EXERCISE GOAL
The answer must be every line of the records below that holds the word "change".

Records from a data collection
BEGIN
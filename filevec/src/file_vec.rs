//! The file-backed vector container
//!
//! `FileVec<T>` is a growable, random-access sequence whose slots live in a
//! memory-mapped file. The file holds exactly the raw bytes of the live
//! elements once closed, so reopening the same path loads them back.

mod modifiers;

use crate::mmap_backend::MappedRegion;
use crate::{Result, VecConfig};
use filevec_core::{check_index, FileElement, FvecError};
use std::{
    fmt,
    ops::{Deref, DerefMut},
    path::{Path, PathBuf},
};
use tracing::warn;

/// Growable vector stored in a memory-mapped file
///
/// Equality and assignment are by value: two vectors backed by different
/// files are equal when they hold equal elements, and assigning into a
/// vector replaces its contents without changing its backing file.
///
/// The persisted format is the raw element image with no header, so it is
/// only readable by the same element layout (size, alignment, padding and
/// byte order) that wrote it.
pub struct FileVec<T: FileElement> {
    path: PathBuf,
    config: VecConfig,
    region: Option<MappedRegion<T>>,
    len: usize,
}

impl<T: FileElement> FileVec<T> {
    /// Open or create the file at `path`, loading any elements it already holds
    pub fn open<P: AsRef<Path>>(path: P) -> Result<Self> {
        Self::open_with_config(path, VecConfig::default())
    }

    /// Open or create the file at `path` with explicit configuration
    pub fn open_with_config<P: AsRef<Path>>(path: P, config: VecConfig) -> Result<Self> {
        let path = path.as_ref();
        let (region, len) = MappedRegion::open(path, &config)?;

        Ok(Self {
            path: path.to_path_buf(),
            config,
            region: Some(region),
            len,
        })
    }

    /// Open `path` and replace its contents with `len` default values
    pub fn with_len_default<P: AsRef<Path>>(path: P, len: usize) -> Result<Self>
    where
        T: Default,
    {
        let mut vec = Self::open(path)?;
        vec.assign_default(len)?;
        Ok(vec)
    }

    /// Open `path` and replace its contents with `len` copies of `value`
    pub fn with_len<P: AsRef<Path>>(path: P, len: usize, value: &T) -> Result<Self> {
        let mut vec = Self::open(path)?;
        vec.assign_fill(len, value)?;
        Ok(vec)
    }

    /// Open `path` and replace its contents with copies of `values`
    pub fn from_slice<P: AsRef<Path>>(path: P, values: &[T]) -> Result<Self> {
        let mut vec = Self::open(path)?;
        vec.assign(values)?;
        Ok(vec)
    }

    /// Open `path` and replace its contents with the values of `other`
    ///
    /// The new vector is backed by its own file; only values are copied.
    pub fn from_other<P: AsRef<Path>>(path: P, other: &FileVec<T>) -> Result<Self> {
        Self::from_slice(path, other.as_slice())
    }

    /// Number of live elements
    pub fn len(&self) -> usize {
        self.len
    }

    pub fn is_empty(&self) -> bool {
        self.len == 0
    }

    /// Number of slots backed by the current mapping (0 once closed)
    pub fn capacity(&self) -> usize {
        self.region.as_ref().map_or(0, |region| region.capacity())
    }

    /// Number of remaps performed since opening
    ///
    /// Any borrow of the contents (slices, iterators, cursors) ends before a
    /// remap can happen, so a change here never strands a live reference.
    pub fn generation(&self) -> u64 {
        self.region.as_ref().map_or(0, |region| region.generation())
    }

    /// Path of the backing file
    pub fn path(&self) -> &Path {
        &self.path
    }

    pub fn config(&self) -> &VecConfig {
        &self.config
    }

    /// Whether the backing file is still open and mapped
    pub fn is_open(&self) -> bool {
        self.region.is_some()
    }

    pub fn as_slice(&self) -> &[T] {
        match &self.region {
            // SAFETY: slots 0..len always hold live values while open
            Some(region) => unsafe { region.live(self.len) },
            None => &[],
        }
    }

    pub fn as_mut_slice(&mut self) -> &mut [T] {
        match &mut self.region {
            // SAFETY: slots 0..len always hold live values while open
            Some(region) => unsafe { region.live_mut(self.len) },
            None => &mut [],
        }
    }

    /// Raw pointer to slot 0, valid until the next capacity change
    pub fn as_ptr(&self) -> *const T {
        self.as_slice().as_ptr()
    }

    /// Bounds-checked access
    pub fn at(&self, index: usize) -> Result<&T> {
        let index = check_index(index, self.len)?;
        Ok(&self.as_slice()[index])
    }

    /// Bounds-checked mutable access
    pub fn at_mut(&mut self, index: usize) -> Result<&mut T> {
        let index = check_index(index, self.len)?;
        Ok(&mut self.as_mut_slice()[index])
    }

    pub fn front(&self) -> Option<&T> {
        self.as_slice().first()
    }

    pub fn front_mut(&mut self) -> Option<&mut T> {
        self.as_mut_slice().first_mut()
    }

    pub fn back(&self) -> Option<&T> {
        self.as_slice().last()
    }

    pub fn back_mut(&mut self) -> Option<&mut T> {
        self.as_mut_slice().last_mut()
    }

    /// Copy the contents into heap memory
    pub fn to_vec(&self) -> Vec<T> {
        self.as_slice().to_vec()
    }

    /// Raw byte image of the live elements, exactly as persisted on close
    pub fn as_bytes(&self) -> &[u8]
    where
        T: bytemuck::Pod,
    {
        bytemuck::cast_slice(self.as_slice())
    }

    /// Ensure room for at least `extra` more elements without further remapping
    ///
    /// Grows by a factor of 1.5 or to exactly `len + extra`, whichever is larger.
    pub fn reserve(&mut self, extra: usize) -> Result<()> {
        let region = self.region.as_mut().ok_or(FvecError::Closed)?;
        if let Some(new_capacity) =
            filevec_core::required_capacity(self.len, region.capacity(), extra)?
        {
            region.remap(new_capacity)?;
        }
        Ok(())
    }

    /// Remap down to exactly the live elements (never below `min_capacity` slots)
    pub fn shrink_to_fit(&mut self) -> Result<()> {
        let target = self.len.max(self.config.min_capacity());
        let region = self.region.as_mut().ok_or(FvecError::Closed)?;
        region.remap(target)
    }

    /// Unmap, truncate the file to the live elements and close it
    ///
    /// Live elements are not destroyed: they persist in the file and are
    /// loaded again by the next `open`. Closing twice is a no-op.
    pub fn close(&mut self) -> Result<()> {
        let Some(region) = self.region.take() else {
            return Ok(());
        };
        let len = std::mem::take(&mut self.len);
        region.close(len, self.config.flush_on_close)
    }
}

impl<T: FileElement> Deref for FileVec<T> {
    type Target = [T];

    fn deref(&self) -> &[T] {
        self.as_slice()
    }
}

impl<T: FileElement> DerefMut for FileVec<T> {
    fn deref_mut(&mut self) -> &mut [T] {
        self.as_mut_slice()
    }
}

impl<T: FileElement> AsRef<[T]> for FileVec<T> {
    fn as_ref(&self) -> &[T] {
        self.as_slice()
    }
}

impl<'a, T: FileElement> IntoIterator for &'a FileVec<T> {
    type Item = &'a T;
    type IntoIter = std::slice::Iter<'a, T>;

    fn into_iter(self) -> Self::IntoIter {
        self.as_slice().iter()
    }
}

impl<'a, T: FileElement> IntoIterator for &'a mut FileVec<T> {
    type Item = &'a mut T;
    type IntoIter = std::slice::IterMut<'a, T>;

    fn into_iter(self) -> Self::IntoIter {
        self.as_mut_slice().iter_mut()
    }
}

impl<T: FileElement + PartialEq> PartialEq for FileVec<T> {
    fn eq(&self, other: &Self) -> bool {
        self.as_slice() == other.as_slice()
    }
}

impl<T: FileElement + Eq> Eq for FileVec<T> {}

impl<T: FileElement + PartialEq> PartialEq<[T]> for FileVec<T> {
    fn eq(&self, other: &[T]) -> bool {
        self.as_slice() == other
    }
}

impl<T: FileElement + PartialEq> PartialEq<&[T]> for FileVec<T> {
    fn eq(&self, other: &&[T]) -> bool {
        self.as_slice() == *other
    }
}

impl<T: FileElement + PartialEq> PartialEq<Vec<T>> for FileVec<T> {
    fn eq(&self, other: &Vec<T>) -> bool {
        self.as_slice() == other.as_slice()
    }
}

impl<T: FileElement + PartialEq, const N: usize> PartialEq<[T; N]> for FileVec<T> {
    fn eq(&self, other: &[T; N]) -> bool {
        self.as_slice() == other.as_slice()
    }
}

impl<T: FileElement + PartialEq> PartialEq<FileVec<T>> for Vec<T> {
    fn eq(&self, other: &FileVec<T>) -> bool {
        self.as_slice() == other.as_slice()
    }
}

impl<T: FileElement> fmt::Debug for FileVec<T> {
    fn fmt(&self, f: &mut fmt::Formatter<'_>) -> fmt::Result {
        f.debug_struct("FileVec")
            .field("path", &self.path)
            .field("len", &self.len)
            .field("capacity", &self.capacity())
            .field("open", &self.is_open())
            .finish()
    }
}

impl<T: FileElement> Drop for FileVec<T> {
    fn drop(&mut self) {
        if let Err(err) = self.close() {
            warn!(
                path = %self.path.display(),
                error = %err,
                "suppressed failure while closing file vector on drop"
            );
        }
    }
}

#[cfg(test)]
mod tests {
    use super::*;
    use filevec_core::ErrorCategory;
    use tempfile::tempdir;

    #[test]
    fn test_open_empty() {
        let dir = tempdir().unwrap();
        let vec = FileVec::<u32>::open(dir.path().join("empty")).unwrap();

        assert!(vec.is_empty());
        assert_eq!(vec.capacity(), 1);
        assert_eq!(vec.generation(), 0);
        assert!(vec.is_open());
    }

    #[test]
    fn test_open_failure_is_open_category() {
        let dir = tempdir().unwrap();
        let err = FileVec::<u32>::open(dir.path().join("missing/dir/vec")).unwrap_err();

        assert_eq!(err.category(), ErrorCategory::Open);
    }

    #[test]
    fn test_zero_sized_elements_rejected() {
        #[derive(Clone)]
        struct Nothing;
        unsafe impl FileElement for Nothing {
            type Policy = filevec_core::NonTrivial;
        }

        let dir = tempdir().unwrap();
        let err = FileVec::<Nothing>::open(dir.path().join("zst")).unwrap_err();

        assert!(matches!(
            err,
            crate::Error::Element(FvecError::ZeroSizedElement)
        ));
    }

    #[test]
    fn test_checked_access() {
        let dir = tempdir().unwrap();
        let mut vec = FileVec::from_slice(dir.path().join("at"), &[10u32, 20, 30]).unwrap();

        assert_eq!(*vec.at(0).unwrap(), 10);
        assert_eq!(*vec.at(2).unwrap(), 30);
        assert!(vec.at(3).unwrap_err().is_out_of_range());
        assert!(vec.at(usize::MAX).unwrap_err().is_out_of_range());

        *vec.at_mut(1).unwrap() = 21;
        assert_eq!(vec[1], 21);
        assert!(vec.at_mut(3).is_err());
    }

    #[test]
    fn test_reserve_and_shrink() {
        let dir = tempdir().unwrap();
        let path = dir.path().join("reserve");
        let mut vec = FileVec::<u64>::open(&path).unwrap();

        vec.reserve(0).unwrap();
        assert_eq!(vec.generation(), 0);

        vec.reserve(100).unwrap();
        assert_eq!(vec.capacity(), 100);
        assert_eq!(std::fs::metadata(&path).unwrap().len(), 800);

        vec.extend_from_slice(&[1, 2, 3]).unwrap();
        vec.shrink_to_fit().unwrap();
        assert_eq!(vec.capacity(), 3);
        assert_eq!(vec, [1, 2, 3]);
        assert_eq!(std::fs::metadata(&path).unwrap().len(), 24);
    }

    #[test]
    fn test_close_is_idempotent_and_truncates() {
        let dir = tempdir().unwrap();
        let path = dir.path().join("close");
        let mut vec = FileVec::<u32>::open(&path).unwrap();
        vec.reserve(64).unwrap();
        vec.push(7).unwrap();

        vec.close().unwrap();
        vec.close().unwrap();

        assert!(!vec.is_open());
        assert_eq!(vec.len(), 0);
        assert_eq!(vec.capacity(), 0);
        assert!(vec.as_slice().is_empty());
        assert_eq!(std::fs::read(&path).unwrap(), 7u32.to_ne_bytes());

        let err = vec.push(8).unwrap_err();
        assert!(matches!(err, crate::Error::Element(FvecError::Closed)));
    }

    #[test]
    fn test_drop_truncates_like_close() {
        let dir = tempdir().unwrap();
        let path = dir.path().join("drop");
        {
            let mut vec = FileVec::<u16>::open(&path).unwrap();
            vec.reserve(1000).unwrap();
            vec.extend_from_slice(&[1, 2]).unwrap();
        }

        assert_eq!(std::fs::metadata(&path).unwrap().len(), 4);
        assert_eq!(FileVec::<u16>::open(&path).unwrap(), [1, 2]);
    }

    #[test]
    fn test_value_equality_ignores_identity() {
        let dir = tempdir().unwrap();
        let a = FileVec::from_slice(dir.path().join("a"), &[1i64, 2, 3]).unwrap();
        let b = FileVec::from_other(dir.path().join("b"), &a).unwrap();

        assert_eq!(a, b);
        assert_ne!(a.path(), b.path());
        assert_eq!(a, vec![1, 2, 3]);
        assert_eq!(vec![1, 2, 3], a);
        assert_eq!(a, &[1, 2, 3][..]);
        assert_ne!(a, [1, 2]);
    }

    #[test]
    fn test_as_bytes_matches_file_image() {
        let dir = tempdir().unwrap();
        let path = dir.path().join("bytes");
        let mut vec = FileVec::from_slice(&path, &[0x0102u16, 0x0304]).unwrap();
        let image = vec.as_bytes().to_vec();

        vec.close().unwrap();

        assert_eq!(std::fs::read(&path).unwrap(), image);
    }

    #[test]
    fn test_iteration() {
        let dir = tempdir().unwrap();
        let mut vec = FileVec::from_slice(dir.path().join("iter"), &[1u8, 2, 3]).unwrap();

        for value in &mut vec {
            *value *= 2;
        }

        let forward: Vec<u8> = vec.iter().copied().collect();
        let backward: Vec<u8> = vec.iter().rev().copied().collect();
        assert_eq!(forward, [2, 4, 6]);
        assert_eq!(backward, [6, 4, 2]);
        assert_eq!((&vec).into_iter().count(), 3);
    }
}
END
FINISHED TASK
    /// remap can happen, so a change here never strands a live reference.
    /// Raw pointer to slot 0, valid until the next capacity change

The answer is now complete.